普通の小説よりは,どちらかと言うと随筆の方が好みで,帰国のたびにあれこれ文庫本を買い込んできます.ちなみにどうして僕のパソコンは「ずいしつ」を髄質と変換するのか,7秒間悩んでいたのは秘密.あぁヒチめんどくせぇ脳髄だぜ.

著名な作家のエッセイ集には,へ〜この人ってこんな考え方するんだと驚きがあります.無名だけどちょっと変わった職業の方が書かれたものは,プロの文章では無いとは言え,知らない世界を垣間見る楽しみもあります.
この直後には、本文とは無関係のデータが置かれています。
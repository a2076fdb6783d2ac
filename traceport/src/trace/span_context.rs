use crate::common::Value;
use once_cell::sync::OnceCell;
use rand::{thread_rng, Rng};
use std::collections::HashMap;

use super::span::Span;

/// A network location a service answers on, used to build reporting
/// endpoints. The host may be a literal IP address or a resolvable name.
#[derive(Clone, Debug, PartialEq, Eq)]
pub struct ServiceEndpoint {
    /// Host part, literal IP or hostname.
    pub host: String,
    /// TCP port the service is bound to.
    pub port: u16,
}

impl ServiceEndpoint {
    /// Create a new endpoint from a host and port.
    pub fn new(host: impl Into<String>, port: u16) -> Self {
        ServiceEndpoint {
            host: host.into(),
            port,
        }
    }
}

/// A reference to a parent span, accepted anywhere a parent can be supplied.
///
/// Parents can be given as a full [`SpanContext`], as a [`Span`] (its context
/// is used), or as a bare span-id string which is wrapped into a minimal
/// context carrying only that id.
#[derive(Clone, Debug)]
pub enum Parent {
    /// A parent identified by its full context.
    Context(SpanContext),
    /// A parent identified only by its span id.
    Id(String),
}

impl Parent {
    fn into_context(self) -> SpanContext {
        match self {
            Parent::Context(context) => context,
            Parent::Id(id) => SpanContext::builder().with_span_id(id).build(),
        }
    }
}

impl From<SpanContext> for Parent {
    fn from(context: SpanContext) -> Self {
        Parent::Context(context)
    }
}

impl From<&SpanContext> for Parent {
    fn from(context: &SpanContext) -> Self {
        Parent::Context(context.clone())
    }
}

impl From<&Span> for Parent {
    fn from(span: &Span) -> Self {
        Parent::Context(span.context().clone())
    }
}

impl From<String> for Parent {
    fn from(id: String) -> Self {
        Parent::Id(id)
    }
}

impl From<&str> for Parent {
    fn from(id: &str) -> Self {
        Parent::Id(id.to_owned())
    }
}

/// Identifies a span and carries the state inherited by its descendants.
///
/// A context can exist without a [`Span`]: it is what gets extracted from the
/// headers of an incoming request before any local span has been started, and
/// what gets injected into outgoing requests. Identity fields are immutable;
/// the sampling decision and the service name/endpoint are the only fields
/// set after construction, by the request layer immediately after a span is
/// created.
#[derive(Clone, Debug)]
pub struct SpanContext {
    trace_id: OnceCell<String>,
    span_id: OnceCell<String>,
    explicit_ids: bool,
    sampled: Option<bool>,
    parents: Vec<SpanContext>,
    baggage: HashMap<String, Value>,
    service_name: Option<String>,
    service_endpoint: Option<ServiceEndpoint>,
}

impl SpanContext {
    /// Start building a context.
    pub fn builder() -> SpanContextBuilder {
        SpanContextBuilder::default()
    }

    /// Create a fresh root context with no identity supplied; ids are
    /// generated on first read.
    pub fn new() -> Self {
        SpanContext::builder().build()
    }

    /// The trace identifier shared by every span in this trace.
    ///
    /// Generated as a random 128-bit value in lowercase hex when neither
    /// supplied at construction nor inherited from the first parent.
    pub fn trace_id(&self) -> &str {
        self.trace_id.get_or_init(|| {
            if let Some(parent) = self.parents.first() {
                parent.trace_id().to_owned()
            } else {
                format!("{:032x}", thread_rng().gen::<u128>())
            }
        })
    }

    /// The identifier of this span, generated as a random 64-bit value in
    /// lowercase hex when not supplied at construction.
    pub fn span_id(&self) -> &str {
        self.span_id
            .get_or_init(|| format!("{:016x}", thread_rng().gen::<u64>()))
    }

    /// Whether spans in this trace should be retained and reported.
    ///
    /// An explicit setting wins; otherwise the decision is inherited from the
    /// parent chain: sampled if any ancestor is sampled, not sampled if there
    /// are no sampled ancestors.
    pub fn sampled(&self) -> bool {
        match self.sampled {
            Some(explicit) => explicit,
            None => self.parents.iter().any(|parent| parent.sampled()),
        }
    }

    /// Explicitly set the sampling decision for this context.
    pub fn set_sampled(&mut self, sampled: bool) {
        self.sampled = Some(sampled);
    }

    /// Parent contexts, primary parent first. Never modified after
    /// construction.
    pub fn parents(&self) -> &[SpanContext] {
        &self.parents
    }

    /// Baggage entries set directly on this context.
    pub fn baggage(&self) -> &HashMap<String, Value> {
        &self.baggage
    }

    /// Look up a baggage entry, searching this context first and then the
    /// parent chain. Baggage propagates to all descendants.
    pub fn baggage_item(&self, key: &str) -> Option<&Value> {
        self.baggage
            .get(key)
            .or_else(|| self.parents.iter().find_map(|p| p.baggage_item(key)))
    }

    /// Set a baggage entry on this context.
    pub fn set_baggage_item(&mut self, key: impl Into<String>, value: impl Into<Value>) {
        self.baggage.insert(key.into(), value.into());
    }

    /// The name this service reports spans under, from this context or the
    /// nearest ancestor that has one.
    pub fn service_name(&self) -> Option<&str> {
        self.service_name
            .as_deref()
            .or_else(|| self.parents.iter().find_map(|p| p.service_name()))
    }

    /// Set the service name on this context.
    pub fn set_service_name(&mut self, name: impl Into<String>) {
        self.service_name = Some(name.into());
    }

    /// The host/port this service answers on, from this context or the
    /// nearest ancestor that has one.
    pub fn service_endpoint(&self) -> Option<&ServiceEndpoint> {
        self.service_endpoint
            .as_ref()
            .or_else(|| self.parents.iter().find_map(|p| p.service_endpoint()))
    }

    /// Set the service endpoint on this context.
    pub fn set_service_endpoint(&mut self, endpoint: ServiceEndpoint) {
        self.service_endpoint = Some(endpoint);
    }

    /// Whether this context identifies a usable trace position.
    ///
    /// A context is usable if it is sampled, or linked to at least one
    /// parent, or was constructed with both identifiers supplied explicitly.
    /// Freshly created root contexts are not valid until sampling is enabled
    /// on them.
    pub fn is_valid(&self) -> bool {
        self.sampled() || !self.parents.is_empty() || self.explicit_ids
    }

    /// Force id generation so that clones made from this point on share the
    /// same identity.
    pub(crate) fn materialize_ids(&self) {
        let _ = self.trace_id();
        let _ = self.span_id();
    }
}

impl Default for SpanContext {
    fn default() -> Self {
        SpanContext::new()
    }
}

/// Builder for [`SpanContext`].
#[derive(Debug, Default)]
pub struct SpanContextBuilder {
    trace_id: Option<String>,
    span_id: Option<String>,
    sampled: Option<bool>,
    parents: Vec<Parent>,
    baggage: HashMap<String, Value>,
    service_name: Option<String>,
    service_endpoint: Option<ServiceEndpoint>,
}

impl SpanContextBuilder {
    /// Supply an explicit trace id.
    pub fn with_trace_id(mut self, trace_id: impl Into<String>) -> Self {
        self.trace_id = Some(trace_id.into());
        self
    }

    /// Supply an explicit span id.
    pub fn with_span_id(mut self, span_id: impl Into<String>) -> Self {
        self.span_id = Some(span_id.into());
        self
    }

    /// Explicitly set the sampling decision.
    pub fn with_sampled(mut self, sampled: bool) -> Self {
        self.sampled = Some(sampled);
        self
    }

    /// Append a parent reference. The first parent added is the primary one.
    pub fn with_parent(mut self, parent: impl Into<Parent>) -> Self {
        self.parents.push(parent.into());
        self
    }

    /// Append a sequence of parent references.
    pub fn with_parents<I, P>(mut self, parents: I) -> Self
    where
        I: IntoIterator<Item = P>,
        P: Into<Parent>,
    {
        self.parents.extend(parents.into_iter().map(Into::into));
        self
    }

    /// Add a baggage entry.
    pub fn with_baggage_item(mut self, key: impl Into<String>, value: impl Into<Value>) -> Self {
        self.baggage.insert(key.into(), value.into());
        self
    }

    /// Set the service name.
    pub fn with_service_name(mut self, name: impl Into<String>) -> Self {
        self.service_name = Some(name.into());
        self
    }

    /// Set the service endpoint.
    pub fn with_service_endpoint(mut self, endpoint: ServiceEndpoint) -> Self {
        self.service_endpoint = Some(endpoint);
        self
    }

    /// Build the context.
    pub fn build(self) -> SpanContext {
        let explicit_ids = self.trace_id.is_some() && self.span_id.is_some();
        let trace_id = OnceCell::new();
        if let Some(id) = self.trace_id {
            let _ = trace_id.set(id);
        }
        let span_id = OnceCell::new();
        if let Some(id) = self.span_id {
            let _ = span_id.set(id);
        }

        SpanContext {
            trace_id,
            span_id,
            explicit_ids,
            sampled: self.sampled,
            parents: self.parents.into_iter().map(Parent::into_context).collect(),
            baggage: self.baggage,
            service_name: self.service_name,
            service_endpoint: self.service_endpoint,
        }
    }
}

#[cfg(test)]
mod tests {
    use super::*;

    #[test]
    fn new_context_is_not_valid() {
        assert!(!SpanContext::new().is_valid());
    }

    #[test]
    fn generated_trace_id_is_128_bit_lowercase_hex() {
        let context = SpanContext::new();
        assert_eq!(context.trace_id().len(), 128 / 8 * 2);
        assert!(context
            .trace_id()
            .chars()
            .all(|c| c.is_ascii_hexdigit() && !c.is_ascii_uppercase()));
    }

    #[test]
    fn generated_span_id_is_64_bit_lowercase_hex() {
        let context = SpanContext::new();
        assert_eq!(context.span_id().len(), 64 / 8 * 2);
        assert!(context
            .span_id()
            .chars()
            .all(|c| c.is_ascii_hexdigit() && !c.is_ascii_uppercase()));
    }

    #[test]
    fn generated_ids_are_stable() {
        let context = SpanContext::new();
        let first = context.trace_id().to_owned();
        assert_eq!(context.trace_id(), first);
    }

    #[test]
    fn independent_roots_do_not_collide() {
        let a = SpanContext::new();
        let b = SpanContext::new();
        assert_ne!(a.trace_id(), b.trace_id());
        assert_ne!(a.span_id(), b.span_id());
    }

    #[test]
    fn ids_can_be_specified() {
        let context = SpanContext::builder()
            .with_trace_id("some-random-value")
            .build();
        assert_eq!(context.trace_id(), "some-random-value");

        let context = SpanContext::builder()
            .with_span_id("some-random-value")
            .build();
        assert_eq!(context.span_id(), "some-random-value");
    }

    #[test]
    fn context_is_valid_when_both_ids_are_set() {
        assert!(!SpanContext::builder().with_trace_id("t").build().is_valid());
        assert!(!SpanContext::builder().with_span_id("s").build().is_valid());
        assert!(SpanContext::builder()
            .with_trace_id("t")
            .with_span_id("s")
            .build()
            .is_valid());
    }

    #[test]
    fn context_is_valid_when_it_has_parents() {
        let parent = SpanContext::new();
        assert!(SpanContext::builder()
            .with_parent(parent)
            .build()
            .is_valid());
    }

    #[test]
    fn context_defaults_to_not_sampled() {
        assert!(!SpanContext::new().sampled());
    }

    #[test]
    fn sampled_can_be_toggled() {
        let mut context = SpanContext::new();
        context.set_sampled(true);
        assert!(context.sampled());
    }

    #[test]
    fn context_is_valid_when_sampling_is_enabled() {
        assert!(SpanContext::builder().with_sampled(true).build().is_valid());
    }

    #[test]
    fn sampled_propagates_to_children() {
        let parent = SpanContext::builder().with_sampled(true).build();
        let child = SpanContext::builder().with_parent(parent).build();
        assert!(child.sampled());

        let grand_parent = SpanContext::builder().with_sampled(true).build();
        let parent = SpanContext::builder().with_parent(grand_parent).build();
        let child = SpanContext::builder().with_parent(parent).build();
        assert!(child.sampled());
    }

    #[test]
    fn explicit_not_sampled_beats_inheritance() {
        let parent = SpanContext::builder().with_sampled(true).build();
        let child = SpanContext::builder()
            .with_parent(parent)
            .with_sampled(false)
            .build();
        assert!(!child.sampled());
    }

    #[test]
    fn trace_id_is_fetched_from_first_parent() {
        let first_parent = SpanContext::new();
        let other_parent = SpanContext::new();
        let expected = first_parent.trace_id().to_owned();
        let child = SpanContext::builder()
            .with_parents([first_parent, other_parent])
            .build();
        assert_eq!(child.trace_id(), expected);
    }

    #[test]
    fn explicit_trace_id_overrides_parent() {
        let parent = SpanContext::new();
        let child = SpanContext::builder()
            .with_parent(parent)
            .with_trace_id("my-own-trace")
            .build();
        assert_eq!(child.trace_id(), "my-own-trace");
    }

    #[test]
    fn parents_are_converted_to_span_contexts() {
        let context_parent = SpanContext::new();
        let str_parent = "df4d1639094d4d1bbfc14b319f455e94";
        let child = SpanContext::builder()
            .with_parent(context_parent)
            .with_parent(str_parent)
            .build();
        assert_eq!(child.parents().len(), 2);
        assert_eq!(child.parents()[1].span_id(), str_parent);
    }

    #[test]
    fn service_fields_are_inherited_from_parents() {
        let mut parent = SpanContext::new();
        parent.set_service_name("svc");
        parent.set_service_endpoint(ServiceEndpoint::new("127.0.0.1", 8080));
        let child = SpanContext::builder().with_parent(parent).build();

        assert_eq!(child.service_name(), Some("svc"));
        assert_eq!(
            child.service_endpoint(),
            Some(&ServiceEndpoint::new("127.0.0.1", 8080))
        );
    }

    #[test]
    fn local_service_fields_win_over_parents() {
        let mut parent = SpanContext::new();
        parent.set_service_name("upstream");
        let mut child = SpanContext::builder().with_parent(parent).build();
        child.set_service_name("local");
        assert_eq!(child.service_name(), Some("local"));
    }

    #[test]
    fn baggage_items_are_visible_to_descendants() {
        let mut parent = SpanContext::new();
        parent.set_baggage_item("flags", 1_i64);
        let child = SpanContext::builder().with_parent(parent).build();

        assert_eq!(child.baggage_item("flags"), Some(&Value::I64(1)));
        assert!(child.baggage().is_empty());
    }
}
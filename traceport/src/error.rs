use crate::propagation::Format;
use thiserror::Error;

/// A specialized `Result` type for tracing operations.
pub type TraceResult<T> = Result<T, TraceError>;

/// Errors returned by the tracing layer.
///
/// Apart from [`TraceError::UnsupportedFormat`], which is raised synchronously
/// to `inject`/`extract` callers, these surface only in reporter logs: tracing
/// failures are isolated from the traced operation.
#[derive(Error, Debug)]
#[non_exhaustive]
pub enum TraceError {
    /// The propagation syntax cannot encode or decode the requested carrier
    /// format.
    #[error("propagation syntax {syntax:?} does not support {format}")]
    UnsupportedFormat {
        /// Name of the syntax that rejected the request.
        syntax: &'static str,
        /// The carrier format that was requested.
        format: Format,
    },

    /// A required configuration entry is missing.
    #[error("missing required configuration: {0}")]
    MissingConfig(&'static str),

    /// The collector target could not be parsed into a URI.
    #[error("invalid collector uri: {0}")]
    InvalidUri(#[from] http::uri::InvalidUri),

    /// Building the outbound HTTP request failed.
    #[error("http request failed with {0}")]
    RequestFailed(#[from] http::Error),

    /// An endpoint host was neither a literal IP nor a resolvable name.
    #[error("unable to resolve endpoint address {0:?}")]
    UnresolvableEndpoint(String),

    /// Other errors propagated from the transport or reporters.
    #[error(transparent)]
    Other(#[from] Box<dyn std::error::Error + Send + Sync + 'static>),
}

impl From<String> for TraceError {
    fn from(err_msg: String) -> Self {
        TraceError::Other(err_msg.into())
    }
}

impl From<&'static str> for TraceError {
    fn from(err_msg: &'static str) -> Self {
        TraceError::Other(Box::new(Custom(err_msg.into())))
    }
}

/// Wrap type for string
#[derive(Error, Debug)]
#[error("{0}")]
struct Custom(String);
おそらくは雑誌かなにかで連載されていたものがまとめられた一冊には,それだけでは分量不足だったのか,書き下ろしなる部分が付属.これがたまに,いかにも増量剤と分かるものがある.

好き放題言いたい放題はまだ良いんです.一番興ざめするのは,家族・友人の話だったり,自分の自慢話,自分の宗教の話.小学生の時に貰った「よくできましたで賞」なんて興味ないって.ああいうのって,出版社の方が

「なんでもいいから,あと50頁分,大急ぎで何か書いてください!」

って依頼してくるんですかね.そういう時は「駄菓子屋の花子ばあちゃんの思い出」よりも,「誰も知らない科学者の生態」とかの方が受けると思うんですけど.